SEOUL: Samsung Electronics Co Ltd yesterday announced a US$2 billion (RM6.7 billion) share buyback plan, its first since 2007, following investor calls for higher returns against a backdrop of rapidly declining profits.

The world’s largest smartphone maker will buy back 1.65 million common shares and 250,000 preferred shares to stabilise its share price and boost value for shareholders, it said in a regulatory filing, its second-largest buyback ever.

The buyback is the latest by a major South Korean company following similar action earlier this month by Hyundai Motor Co and affiliate Kia Motors Corp, whose buyback plans were likewise aimed at enhancing shareholder value.

Samsung’s plan comes amid mounting
pressure for the tech giant to return more capital to shareholders as it heads for its
worst annual profit in three years, dragged down by falling market share in its smartphone business.

Samsung shares are down 12.5 per cent this year, having recovered from multi-year lows seen last month, compared with a 1.5 per cent decline for the broader market.

The company is also expected to increase dividend payouts this year to further boost investor sentiment, though Samsung has yet to specify plans.

The buyback plan comes ahead of Samsung’s annual personnel appointment announcement, which is expected next month.

Its poor mobile phone performance this year has led to speculation that major changes may be coming, including the potential dismissal of the company’s mobile division chief J.K. Shin.

Meanwhile, Samsung is selling stakes in four chemical and defence firms for 1.9 trillion won (RM5.8 trillion) to Hanwha Group, the latest move in the massive task of restructuring the conglomerate.

Samsung is reorganising its business empire to make it easier for the children of Samsung Electronics Co Ltd chairman Lee Kun-hee, 72, who has been hospitalised since a May heart attack, to divvy up the conglomerate.

This has included stake transfers between Samsung units intended to narrow the sprawling group’s focus.

The heirs are also trying to find ways to pay an estimated six trillion won inheritance tax bill.

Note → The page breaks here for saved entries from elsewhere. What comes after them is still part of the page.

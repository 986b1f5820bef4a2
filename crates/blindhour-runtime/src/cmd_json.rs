//! One-shot commands: fetch or generate, print, exit.

use anyhow::Context;

use blindhour_core::types::ContestStatus;
use blindhour_core::{
    RevealInput, StandingsSnapshot, StandingsSource, SubmissionSource, reconstruct, standings_at,
};
use blindhour_sim::generate;
use blindhour_source_codeforces::CodeforcesClient;

use crate::cli::{ReplayOpts, SampleOpts};
use crate::print_json;

pub async fn cmd_reveal(
    client: &CodeforcesClient,
    contest_id: u64,
    freeze_minutes: u32,
) -> anyhow::Result<()> {
    let data = client
        .fetch_standings(contest_id)
        .await
        .with_context(|| format!("fetching standings of contest {contest_id}"))?;
    let submissions = client
        .fetch_submissions(contest_id)
        .await
        .with_context(|| format!("fetching submissions of contest {contest_id}"))?;

    let payload = reconstruct(
        RevealInput {
            contest: &data.contest,
            problems: &data.problems,
            rows: &data.rows,
            submissions: &submissions,
        },
        u64::from(freeze_minutes) * 60,
    );
    tracing::info!(
        "{} contestants, {} blind-hour submissions ({} accepted)",
        payload.contestants.len(),
        payload.blind_hour_submissions.len(),
        payload.accepted_blind_hour_count()
    );
    print_json(&payload, false)
}

pub async fn cmd_replay(client: &CodeforcesClient, opts: ReplayOpts) -> anyhow::Result<()> {
    let id = opts.contest_id;
    let data = client
        .fetch_standings(id)
        .await
        .with_context(|| format!("fetching standings of contest {id}"))?;
    let submissions = client
        .fetch_submissions(id)
        .await
        .with_context(|| format!("fetching submissions of contest {id}"))?;

    let contestants = standings_at(&submissions, &data.rows, &data.problems, opts.at);
    let phase = ContestStatus::at_offset(
        opts.at,
        u64::from(opts.freeze_minutes) * 60,
        data.contest.duration_seconds,
    );
    tracing::info!("replayed contest {id} to {}s ({phase:?})", opts.at);
    let board = StandingsSnapshot::replayed(
        &data.contest,
        data.problems.as_slice(),
        contestants,
        phase,
        opts.at,
    );
    print_json(&board, false)
}

pub fn cmd_sample(opts: SampleOpts) -> anyhow::Result<()> {
    let dataset = generate(opts.params.into());
    tracing::info!(
        "sample: {} contestants, {} submissions, {} blind-hour events",
        dataset.rows.len(),
        dataset.submissions.len(),
        dataset.reveal.blind_hour_submissions.len()
    );
    print_json(&dataset, opts.pretty)
}
//! blindhour-sim: seeded synthetic contests for demos and tests.
//!
//! A generated [`SimDataset`] has the same shape as fetched data, so the
//! replay and reveal paths run over it unchanged.

pub mod generator;

pub use generator::{SimDataset, SimParams, generate};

The listing of Samsung SDS Co and the upcoming initial public offering of Cheil Industries Inc will provide greater financial flexibility to manage that process.

“Samsung under chairman Lee Kun-hee’s leadership expanded into a wide range of businesses, but it looks like (heir apparent) Jay Y. Lee is now looking to move in the other direction,” said Chung Sun-sup, CEO of research firm Chaebul.com.

Some analysts say the elder Lee’s illness may have accelerated preparations by his son and his two daughters to ensure a smooth transfer of control to the next generation.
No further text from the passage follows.